Yes, telehealth services that expanded during the COVID-19 PHE will continue to be available temporarily through 2025, allowing more flexibility in service delivery. Providers should keep an eye on telehealth-specific payment rules using Medicare payment rules to stay updated on future changes.

4. How will split/shared services billing be impacted?

The proposal clarifies billing for split/shared services. In 2025, providers will have more guidance on how to bill appropriately for services that involve more than one healthcare professional, for example, in the form of a faculty or different ACOs. Reviewing Medicare physician fee schedule documents will help with compliance.

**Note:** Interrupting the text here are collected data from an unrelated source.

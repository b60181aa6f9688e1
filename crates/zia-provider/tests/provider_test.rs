#![allow(clippy::unwrap_used)]
// Resource pipeline tests against a mocked ZIA API.

use std::time::Duration;

use pretty_assertions::assert_eq;
use serde_json::{Map, Value, json};
use url::Url;
use wiremock::matchers::{body_partial_json, method, path, query_param};
use wiremock::{Mock, MockServer, ResponseTemplate};

use zia_api::{TransportConfig, ZiaClient};
use zia_provider::{ActivationSettings, Meta, Provider, ProviderError, ResourceData};

// ── Helpers ─────────────────────────────────────────────────────────

async fn setup(activation: bool) -> (MockServer, Meta) {
    let server = MockServer::start().await;
    let base_url = Url::parse(&format!("{}/api/v1/", server.uri())).unwrap();
    let client = ZiaClient::new(base_url, &TransportConfig::default()).unwrap();
    let settings = ActivationSettings::enabled(activation).with_delay(Duration::ZERO);
    (server, Meta::new(client, settings))
}

fn obj(value: Value) -> Map<String, Value> {
    value.as_object().cloned().unwrap()
}

async fn mount_activation(server: &MockServer, times: u64) {
    Mock::given(method("POST"))
        .and(path("/api/v1/status/activate"))
        .respond_with(ResponseTemplate::new(200).set_body_json(json!({"status": "ACTIVE"})))
        .expect(times)
        .mount(server)
        .await;
}

fn label_body(id: i64, name: &str, description: &str) -> Value {
    json!({
        "id": id,
        "name": name,
        "description": description,
        "lastModifiedTime": 1_700_000_000,
        "referencedRuleCount": 2,
        "lastModifiedBy": {"id": 9, "name": "admin@example.com"}
    })
}

// ── CRUD round-trip ─────────────────────────────────────────────────

#[tokio::test]
async fn test_create_then_read_reproduces_configuration() {
    let (server, meta) = setup(false).await;
    let provider = Provider::new();
    let resource = provider.resource("zia_rule_labels").unwrap();

    Mock::given(method("POST"))
        .and(path("/api/v1/ruleLabels"))
        .and(body_partial_json(json!({"name": "infra", "description": "core"})))
        .respond_with(ResponseTemplate::new(200).set_body_json(label_body(42, "infra", "core")))
        .expect(1)
        .mount(&server)
        .await;
    Mock::given(method("GET"))
        .and(path("/api/v1/ruleLabels/42"))
        .respond_with(ResponseTemplate::new(200).set_body_json(label_body(42, "infra", "core")))
        .mount(&server)
        .await;
    mount_activation(&server, 0).await;

    let mut d = ResourceData::from_config(
        resource.schema(),
        obj(json!({"name": "infra", "description": "core"})),
    )
    .unwrap();
    resource.create(&mut d, &meta).await.unwrap();

    assert_eq!(d.id(), Some("42"));
    assert_eq!(d.get_string("name"), "infra");
    assert_eq!(d.get_string("description"), "core");
    assert_eq!(d.get_int("label_id"), 42);
    assert_eq!(d.get_int("referenced_rule_count"), 2);
    assert_eq!(d.get_string("last_modified_by.0.name"), "admin@example.com");
}

#[tokio::test]
async fn test_update_sends_new_values_and_refreshes() {
    let (server, meta) = setup(false).await;
    let provider = Provider::new();
    let resource = provider.resource("zia_rule_labels").unwrap();

    Mock::given(method("PUT"))
        .and(path("/api/v1/ruleLabels/42"))
        .and(body_partial_json(json!({"name": "infra", "description": "renamed"})))
        .respond_with(
            ResponseTemplate::new(200).set_body_json(label_body(42, "infra", "renamed")),
        )
        .expect(1)
        .mount(&server)
        .await;
    Mock::given(method("GET"))
        .and(path("/api/v1/ruleLabels/42"))
        .respond_with(
            ResponseTemplate::new(200).set_body_json(label_body(42, "infra", "renamed")),
        )
        .mount(&server)
        .await;

    let prior = obj(json!({"name": "infra", "description": "core", "label_id": 42}));
    let mut d = ResourceData::for_update(
        resource.schema(),
        "42",
        prior,
        obj(json!({"name": "infra", "description": "renamed"})),
    )
    .unwrap();
    assert!(d.has_change("description"));
    assert!(!d.has_change("name"));

    resource.update(&mut d, &meta).await.unwrap();
    assert_eq!(d.get_string("description"), "renamed");
    assert_eq!(d.get_int("label_id"), 42);
}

5. Are there changes to the rules for inpatient, nursing facility, or critical care consultations?

Yes, for 2025, Medicare Fee Schedule Lookup will continue suspending the usual frequency limits for follow-up inpatient and nursing facility visits, as well as critical care consultations.

6. Can we use audio-only technology for telehealth services?

Starting January 1, 2025, according to the Medicare Fee Schedule Lookup, audio-only communication is allowed if the patient can’t or doesn’t want to use video technology, but the doctor must have the capability for video.

7. Do I have to use my home address when providing telehealth from home?

No, you can keep using your current enrolled practice location instead of your home address through 2025.

8. Will there be changes to the Merit-Based Incentive Payment System?

Yes, MIPS scoring will continue to evolve in 2025, with adjustments to performance categories and data submission requirements. Providers should regularly check Medicare fee schedule lookup tools to ensure they comply with MIPS requirements and avoid penalties or low reimbursements.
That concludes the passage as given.